Traditionally, these Pakistani-style curries are made using the balti technique, cooked quickly over high heat, almost like a stir-fry. Invented in Birmingham back in the mid-70s, the name comes from the balti bowl in which it was first cooked, later lending its name to the triangle around Ladypool Road, Stratford Road, and Stoney Lane.
At its height, the Balti Triangle boasted over 40 Balti houses, including the dish’s supposed originator, Adil’s, although only a few remain, including the now-longest-running Shabab’s, alongside Shahi Nan. In the meantime, the dish itself has been corrupted, watered down, and served in name only all over the UK.

“The balti’s roots are in Birmingham and in the early 90s, restaurants around the country wanted to jump on to the balti bandwagon and started introducing it on their menus, which is fine if it’s done properly, but it wasn’t,” said Zaf Hussain, Shabab’s owner, who bemoaned the “balti fraud” to the BBC.

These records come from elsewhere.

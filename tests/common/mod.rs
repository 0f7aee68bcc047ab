#![allow(dead_code)]

use gamegraph::config::RecommenderSection;
use gamegraph::{Dataset, Item, MemoryGraph, Recommendation, RecommendationService, UserRecord};

pub fn item(id: &str, name: &str, genres: &[&str], platforms: &[&str]) -> Item {
    let mut item = Item::new(id, name);
    item.genres = genres.iter().map(|g| g.to_string()).collect();
    item.platforms = platforms.iter().map(|p| p.to_string()).collect();
    item
}

pub fn user(id: &str, likes: &[&str], played: &[&str], friends: &[&str]) -> UserRecord {
    let mut user = UserRecord::new(id);
    user.likes = likes.iter().map(|s| s.to_string()).collect();
    user.played = played.iter().map(|s| s.to_string()).collect();
    user.friends = friends.iter().map(|s| s.to_string()).collect();
    user
}

/// a: {RPG, Action} on {PC}; b: {RPG} on {PC}; c: {RPG}; z shares nothing.
pub fn similarity_dataset() -> Dataset {
    let mut alpha = item("a", "Alpha", &["RPG", "Action"], &["PC"]);
    alpha.developers.insert("Northwind".to_string());
    Dataset {
        items: vec![
            alpha,
            item("b", "Beta", &["RPG"], &["PC"]),
            item("c", "Gamma", &["RPG"], &[]),
            item("z", "Zeta", &["Puzzle"], &["Switch"]),
        ],
        users: Vec::new(),
    }
}

/// User `u` likes only `a` (RPG on PC). `d` is RPG on Xbox, `e` is RPG on
/// PC, `f` is Puzzle on PC and `g` shares nothing. `v` has only played `a`.
pub fn preference_dataset() -> Dataset {
    Dataset {
        items: vec![
            item("a", "Alpha", &["RPG"], &["PC"]),
            item("d", "Delta", &["RPG"], &["Xbox"]),
            item("e", "Echo", &["RPG"], &["PC"]),
            item("f", "Foxtrot", &["Puzzle"], &["PC"]),
            item("g", "Golf", &["Strategy"], &["Switch"]),
        ],
        users: vec![user("u", &["a"], &[], &[]), user("v", &[], &["a"], &[])],
    }
}

/// `u` befriends f1 and f2; f1 befriends f3; f2 befriends u and f4.
/// `p` likes a and b and has played c.
pub fn social_dataset() -> Dataset {
    Dataset {
        items: vec![
            item("a", "Alpha", &[], &[]),
            item("b", "Beta", &[], &[]),
            item("c", "Gamma", &[], &[]),
            item("d", "Delta", &[], &[]),
            item("e", "Echo", &[], &[]),
        ],
        users: vec![
            user("u", &["a"], &[], &["f1", "f2"]),
            user("f1", &["a", "b", "c", "d"], &[], &["f3"]),
            user("f2", &["b"], &[], &["u", "f4"]),
            user("f3", &["d", "e"], &[], &[]),
            user("f4", &["d"], &[], &[]),
            user("p", &["a", "b"], &["c"], &[]),
            user("s", &["a", "e"], &[], &[]),
            user("loner", &[], &[], &[]),
        ],
    }
}

pub fn graph(dataset: &Dataset) -> MemoryGraph {
    dataset.into_graph().expect("dataset loads")
}

pub fn service(dataset: &Dataset) -> RecommendationService {
    RecommendationService::from_dataset(dataset, RecommenderSection::default())
        .expect("service builds")
}

pub fn scored(recs: &[Recommendation]) -> Vec<(&str, u64)> {
    recs.iter()
        .map(|rec| (rec.item_id.as_str(), rec.score))
        .collect()
}
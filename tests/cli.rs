mod common;

use std::fs;

use assert_cmd::Command;
use common::{preference_dataset, similarity_dataset};
use gamegraph::Dataset;
use tempfile::TempDir;

struct Workspace {
    dir: TempDir,
}

impl Workspace {
    fn new(dataset: &Dataset) -> Self {
        let dir = tempfile::tempdir().unwrap();
        dataset.save(&dir.path().join("games.json")).unwrap();
        fs::write(dir.path().join("config.toml"), "").unwrap();
        Self { dir }
    }

    fn path(&self, name: &str) -> std::path::PathBuf {
        self.dir.path().join(name)
    }

    fn cmd(&self) -> Command {
        let mut cmd = Command::cargo_bin("gamegraph").unwrap();
        cmd.env_remove("GAMEGRAPH_DATA")
            .env_remove("GAMEGRAPH_LOG")
            .arg("--config")
            .arg(self.path("config.toml"))
            .arg("--theme")
            .arg("plain");
        cmd
    }

    fn with_data(&self) -> Command {
        let mut cmd = self.cmd();
        cmd.arg("--data").arg(self.path("games.json"));
        cmd
    }
}

fn stdout(output: &std::process::Output) -> String {
    String::from_utf8_lossy(&output.stdout).into_owned()
}

fn stderr(output: &std::process::Output) -> String {
    String::from_utf8_lossy(&output.stderr).into_owned()
}

#[test]
fn by_game_prints_a_numbered_ranking() {
    let ws = Workspace::new(&similarity_dataset());
    let output = ws.with_data().args(["by-game", "a"]).output().unwrap();
    assert!(output.status.success(), "{}", stderr(&output));
    let text = stdout(&output);
    assert!(text.contains("1. Beta [b] score 2"), "{text}");
    assert!(text.contains("2. Gamma [c] score 1"), "{text}");
}

#[test]
fn json_output_uses_wire_field_names() {
    let ws = Workspace::new(&similarity_dataset());
    let output = ws
        .with_data()
        .args(["--format", "json", "by-game", "a", "--max", "1"])
        .output()
        .unwrap();
    assert!(output.status.success(), "{}", stderr(&output));
    let value: serde_json::Value = serde_json::from_slice(&output.stdout).unwrap();
    assert_eq!(
        value,
        serde_json::json!([{"gameId": "b", "gameName": "Beta", "score": 2, "type": "PERSONAL"}])
    );
}

#[test]
fn quiet_mode_prints_tab_separated_rows() {
    let ws = Workspace::new(&preference_dataset());
    let output = ws
        .with_data()
        .args(["--quiet", "by-user", "u"])
        .output()
        .unwrap();
    assert!(output.status.success(), "{}", stderr(&output));
    assert_eq!(stdout(&output), "e\t3\n");
}

#[test]
fn negative_limits_print_nothing() {
    let ws = Workspace::new(&similarity_dataset());
    let output = ws
        .with_data()
        .args(["--format", "json", "by-game", "a", "-n", "-2"])
        .output()
        .unwrap();
    assert!(output.status.success(), "{}", stderr(&output));
    assert_eq!(stdout(&output).trim(), "[]");
}

#[test]
fn import_then_recommend() {
    let ws = Workspace::new(&Dataset::default());
    let items = ws.path("items.csv");
    let interactions = ws.path("interactions.csv");
    fs::write(
        &items,
        "id,name,release_year,genres,platforms,developers,is_multiplayer\n\
         a,Alpha,1998,RPG,PC,Northwind,false\n\
         d,Delta,2001,RPG,Xbox,,false\n\
         e,Echo,2004,RPG,PC,,true\n",
    )
    .unwrap();
    fs::write(&interactions, "user,relation,target\nu,likes,a\n").unwrap();
    let dataset_out = ws.path("imported/games.json");

    let mut import = ws.cmd();
    import
        .arg("import")
        .arg("--items")
        .arg(&items)
        .arg("--interactions")
        .arg(&interactions)
        .arg("--output")
        .arg(&dataset_out)
        .assert()
        .success();

    let loaded = Dataset::load(&dataset_out).unwrap();
    assert_eq!(loaded.items.len(), 3);
    assert_eq!(loaded.users.len(), 1);

    let output = ws
        .cmd()
        .arg("--data")
        .arg(&dataset_out)
        .args(["--quiet", "by-user", "u"])
        .output()
        .unwrap();
    assert!(output.status.success(), "{}", stderr(&output));
    assert_eq!(stdout(&output), "e\t3\n");
}

#[test]
fn export_writes_csv_files() {
    let ws = Workspace::new(&preference_dataset());
    let items_out = ws.path("items-out.csv");
    let interactions_out = ws.path("interactions-out.csv");
    ws.with_data()
        .arg("export")
        .arg("--items-out")
        .arg(&items_out)
        .arg("--interactions-out")
        .arg(&interactions_out)
        .assert()
        .success();

    let items = fs::read_to_string(&items_out).unwrap();
    assert!(items.starts_with("id,name,release_year"), "{items}");
    assert_eq!(items.lines().count(), 6);
    let interactions = fs::read_to_string(&interactions_out).unwrap();
    assert!(interactions.contains("u,likes,a"), "{interactions}");
    assert!(interactions.contains("v,played,a"), "{interactions}");
}

#[test]
fn short_searches_fail() {
    let ws = Workspace::new(&similarity_dataset());
    let output = ws.with_data().args(["search", "a"]).output().unwrap();
    assert!(!output.status.success());
    assert!(stderr(&output).contains("at least 2 characters"));

    let output = ws
        .with_data()
        .args(["--format", "json", "search", "eta"])
        .output()
        .unwrap();
    assert!(output.status.success(), "{}", stderr(&output));
    let value: serde_json::Value = serde_json::from_slice(&output.stdout).unwrap();
    assert_eq!(value.as_array().unwrap().len(), 2);
}

#[test]
fn show_reports_missing_items() {
    let ws = Workspace::new(&similarity_dataset());
    let output = ws.with_data().args(["show", "nope"]).output().unwrap();
    assert_eq!(output.status.code(), Some(1));
    assert!(stderr(&output).contains("game 'nope' not found"));

    let output = ws.with_data().args(["show", "a"]).output().unwrap();
    assert!(output.status.success(), "{}", stderr(&output));
    assert!(stdout(&output).contains("Northwind"));
}

#[test]
fn health_and_index_commands() {
    let ws = Workspace::new(&similarity_dataset());
    let output = ws
        .with_data()
        .args(["--format", "json", "health"])
        .output()
        .unwrap();
    assert!(output.status.success(), "{}", stderr(&output));
    let report: serde_json::Value = serde_json::from_slice(&output.stdout).unwrap();
    assert_eq!(report["status"], "healthy");

    let output = ws
        .with_data()
        .args(["--format", "json", "index", "--rebuild"])
        .output()
        .unwrap();
    assert!(output.status.success(), "{}", stderr(&output));
    let stats: serde_json::Value = serde_json::from_slice(&output.stdout).unwrap();
    assert_eq!(stats["entries"], 9);
}

#[test]
fn empty_catalog_still_serves_degraded() {
    let ws = Workspace::new(&Dataset::default());
    let output = ws
        .with_data()
        .args(["--format", "json", "health"])
        .output()
        .unwrap();
    assert_eq!(output.status.code(), Some(0));
    let report: serde_json::Value = serde_json::from_slice(&output.stdout).unwrap();
    assert_eq!(report["status"], "degraded");
}

#[test]
fn completions_are_generated() {
    let ws = Workspace::new(&Dataset::default());
    let output = ws.cmd().args(["completions", "bash"]).output().unwrap();
    assert!(output.status.success());
    assert!(stdout(&output).contains("gamegraph"));
}

#[test]
fn missing_dataset_is_reported() {
    let ws = Workspace::new(&Dataset::default());
    let output = ws.cmd().args(["by-game", "a"]).output().unwrap();
    assert_eq!(output.status.code(), Some(1));
    assert!(stderr(&output).contains("no dataset given"));
}

#[test]
fn bad_log_filters_are_rejected() {
    let ws = Workspace::new(&similarity_dataset());
    let output = ws
        .with_data()
        .args(["--log", "gamegraph=loud", "by-game", "a"])
        .output()
        .unwrap();
    assert!(!output.status.success());
}

#[test]
fn config_dataset_is_used_without_data_flag() {
    let ws = Workspace::new(&similarity_dataset());
    let config = format!(
        "[data]\ndataset = {:?}\n",
        ws.path("games.json").display().to_string()
    );
    fs::write(ws.path("config.toml"), config).unwrap();
    let output = ws
        .cmd()
        .args(["--quiet", "by-game", "a", "-n", "1"])
        .output()
        .unwrap();
    assert!(output.status.success(), "{}", stderr(&output));
    assert_eq!(stdout(&output), "b\t2\n");
}
//! Renders a [`QueryAst`] into parameterized Cypher text.
//!
//! Every literal becomes a numbered parameter (`$p0`, `$p1`, ...); only the
//! clause skeleton is produced as text. The `WHERE` keyword is emitted once
//! for the whole predicate tree and conjunctions are joined uniformly, so any
//! combination of filters renders to a well-formed statement.

use std::collections::BTreeMap;
use std::fmt::Write as _;

use serde::Serialize;

use crate::query::ast::{
    BoolExpr, Comparison, EdgeClause, EdgeDirection, MatchClause, PatternPredicate, Projection,
    QueryAst, Var,
};
use crate::query::Value;

/// Query text plus its bound parameters.
#[derive(Clone, Debug, PartialEq, Serialize)]
pub struct CompiledQuery {
    /// Cypher statement with `$pN` placeholders.
    pub text: String,
    /// Parameter values keyed by placeholder name (without `$`).
    pub params: BTreeMap<String, Value>,
}

/// Renders `ast` to Cypher.
pub fn compile(ast: &QueryAst) -> CompiledQuery {
    let mut renderer = Renderer::default();
    let text = renderer.render(ast);
    CompiledQuery {
        text,
        params: renderer.params,
    }
}

#[derive(Default)]
struct Renderer {
    params: BTreeMap<String, Value>,
}

impl Renderer {
    fn bind(&mut self, value: Value) -> String {
        let name = format!("p{}", self.params.len());
        let placeholder = format!("${name}");
        self.params.insert(name, value);
        placeholder
    }

    fn render(&mut self, ast: &QueryAst) -> String {
        let mut out = String::from("MATCH ");
        let mut decorated: Vec<&Var> = Vec::new();
        let mut patterns = Vec::new();

        for edge in &ast.edges {
            let from = self.node(ast, &edge.from, &mut decorated);
            let to = self.node(ast, &edge.to, &mut decorated);
            patterns.push(format!("{from}{}{to}", relationship(edge)));
        }
        for clause in &ast.matches {
            if !decorated.contains(&&clause.var) {
                let node = self.node(ast, &clause.var, &mut decorated);
                patterns.push(node);
            }
        }
        out.push_str(&patterns.join(", "));

        if let Some(expr) = &ast.predicate {
            out.push_str(" WHERE ");
            let rendered = self.expr(expr, false);
            out.push_str(&rendered);
        }

        out.push_str(" RETURN ");
        if ast.distinct {
            out.push_str("DISTINCT ");
        }
        let columns: Vec<String> = ast.projections.iter().map(projection).collect();
        out.push_str(&columns.join(", "));

        if !ast.order_by.is_empty() {
            let keys: Vec<String> = ast
                .order_by
                .iter()
                .map(|key| {
                    if key.descending {
                        format!("{} DESC", key.alias)
                    } else {
                        key.alias.clone()
                    }
                })
                .collect();
            let _ = write!(out, " ORDER BY {}", keys.join(", "));
        }
        if let Some(limit) = ast.limit {
            let placeholder = self.bind(Value::Int(limit as i64));
            let _ = write!(out, " LIMIT {placeholder}");
        }
        out
    }

    fn node<'a>(&mut self, ast: &'a QueryAst, var: &'a Var, decorated: &mut Vec<&'a Var>) -> String {
        if decorated.contains(&var) {
            return format!("({})", var.0);
        }
        decorated.push(var);
        match ast.matches.iter().find(|m| &m.var == var) {
            Some(clause) => self.decorated_node(clause),
            None => format!("({})", var.0),
        }
    }

    fn decorated_node(&mut self, clause: &MatchClause) -> String {
        let mut out = format!("({}", clause.var.0);
        if let Some(label) = &clause.label {
            let _ = write!(out, ":{label}");
        }
        if !clause.props.is_empty() {
            let props: Vec<String> = clause
                .props
                .iter()
                .map(|(prop, value)| {
                    let placeholder = self.bind(value.clone());
                    format!("{prop}: {placeholder}")
                })
                .collect();
            let _ = write!(out, " {{{}}}", props.join(", "));
        }
        out.push(')');
        out
    }

    fn expr(&mut self, expr: &BoolExpr, nested: bool) -> String {
        match expr {
            BoolExpr::Cmp(cmp) => self.comparison(cmp),
            BoolExpr::Exists(pattern) => self.pattern(pattern),
            BoolExpr::And(args) => self.join(args, " AND ", nested),
            BoolExpr::Not(inner) => format!("NOT ({})", self.expr(inner, false)),
        }
    }

    fn join(&mut self, args: &[BoolExpr], sep: &str, nested: bool) -> String {
        let parts: Vec<String> = args.iter().map(|arg| self.expr(arg, true)).collect();
        let joined = parts.join(sep);
        if nested && parts.len() > 1 {
            format!("({joined})")
        } else {
            joined
        }
    }

    fn comparison(&mut self, cmp: &Comparison) -> String {
        match cmp {
            Comparison::Eq { var, prop, value } => {
                format!("{}.{prop} = {}", var.0, self.bind(value.clone()))
            }
            Comparison::Ne { var, prop, value } => {
                format!("{}.{prop} <> {}", var.0, self.bind(value.clone()))
            }
            Comparison::In { var, prop, values } => {
                format!(
                    "{}.{prop} IN {}",
                    var.0,
                    self.bind(Value::List(values.clone()))
                )
            }
            Comparison::Contains { var, prop, needle } => format!(
                "toLower({}.{prop}) CONTAINS toLower({})",
                var.0,
                self.bind(Value::String(needle.clone()))
            ),
        }
    }

    fn pattern(&mut self, pattern: &PatternPredicate) -> String {
        let mut target = format!("({}", pattern.target.0);
        if let Some(label) = &pattern.label {
            let _ = write!(target, ":{label}");
        }
        target.push(')');
        let rel = arrow(&pattern.edge_types, pattern.direction);
        let mut out = format!("EXISTS {{ ({}){rel}{target}", pattern.from.0);
        if let Some(filter) = &pattern.filter {
            let _ = write!(out, " WHERE {}", self.expr(filter, false));
        }
        out.push_str(" }");
        out
    }
}

fn relationship(edge: &EdgeClause) -> String {
    arrow(&edge.edge_types, edge.direction)
}

fn arrow(types: &[String], direction: EdgeDirection) -> String {
    let body = if types.is_empty() {
        "[]".to_string()
    } else {
        format!("[:{}]", types.join("|"))
    };
    match direction {
        EdgeDirection::Out => format!("-{body}->"),
        EdgeDirection::In => format!("<-{body}-"),
        EdgeDirection::Both => format!("-{body}-"),
    }
}

fn projection(projection: &Projection) -> String {
    match projection {
        Projection::Prop { var, prop, alias } => format!("{}.{prop} AS {alias}", var.0),
        Projection::Labels { var, alias } => format!("labels({}) AS {alias}", var.0),
    }
}
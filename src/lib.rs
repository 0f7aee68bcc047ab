//! Game recommendations over a property graph.
//!
//! Items (games) link to genre, platform and developer nodes; users link to
//! items through `LIKES` and `PLAYED` and to each other through
//! `FRIENDS_WITH`. Recommenders query the graph through a [`GraphGateway`]
//! and rank candidates by integer score, ties broken on item id.
//!
//! ```no_run
//! use gamegraph::{Dataset, RecommendationService, config::RecommenderSection};
//!
//! # fn main() -> gamegraph::Result<()> {
//! let dataset = Dataset::load("games.json".as_ref())?;
//! let service = RecommendationService::from_dataset(&dataset, RecommenderSection::default())?;
//! for rec in service.recommend_by_item("witcher-3", 5)? {
//!     println!("{} {}", rec.item_name, rec.score);
//! }
//! # Ok(())
//! # }
//! ```

#![forbid(unsafe_code)]
#![warn(missing_docs)]

pub mod cli;
pub mod config;
pub mod dataset;
pub mod error;
pub mod gateway;
pub mod health;
pub mod index;
pub mod model;
pub mod query;
pub mod recommend;
pub mod server;
pub mod service;
pub mod telemetry;

pub use dataset::{Dataset, LoadSummary, UserRecord};
pub use error::{GatewayError, GraphError, Result};
pub use gateway::{GraphGateway, GraphSession, MemoryGraph, QueryResult, Record, SessionSource};
pub use index::{CategoryIndex, CategoryKind, IndexHandle, IndexStats};
pub use model::Item;
pub use recommend::{
    CollaborativeRecommender, ItemCatalog, ItemSimilarityRecommender, ItemSummary,
    PreferenceRecommender, Recommendation, RecommendationKind, ScoreWeights,
};
pub use service::RecommendationService;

That’s why a bid, backed by the eight authentic restaurants from the Association for the Protection of the Authentic Balti (APAB), has now been submitted to safeguard the original and authentic Birmingham balti—protecting it under the Department for Culture, Media and Sport’s Trail of Cultural Heritage scheme.
The UNESCO-backed scheme will hopefully work much like the protections for other UK foods, such as the Melton Mowbray pie, Stilton cheese, or Cornish pasties—where they must follow specific recipe instructions and/or be produced within a specific region. A decision on the balti’s status will take around six months to make.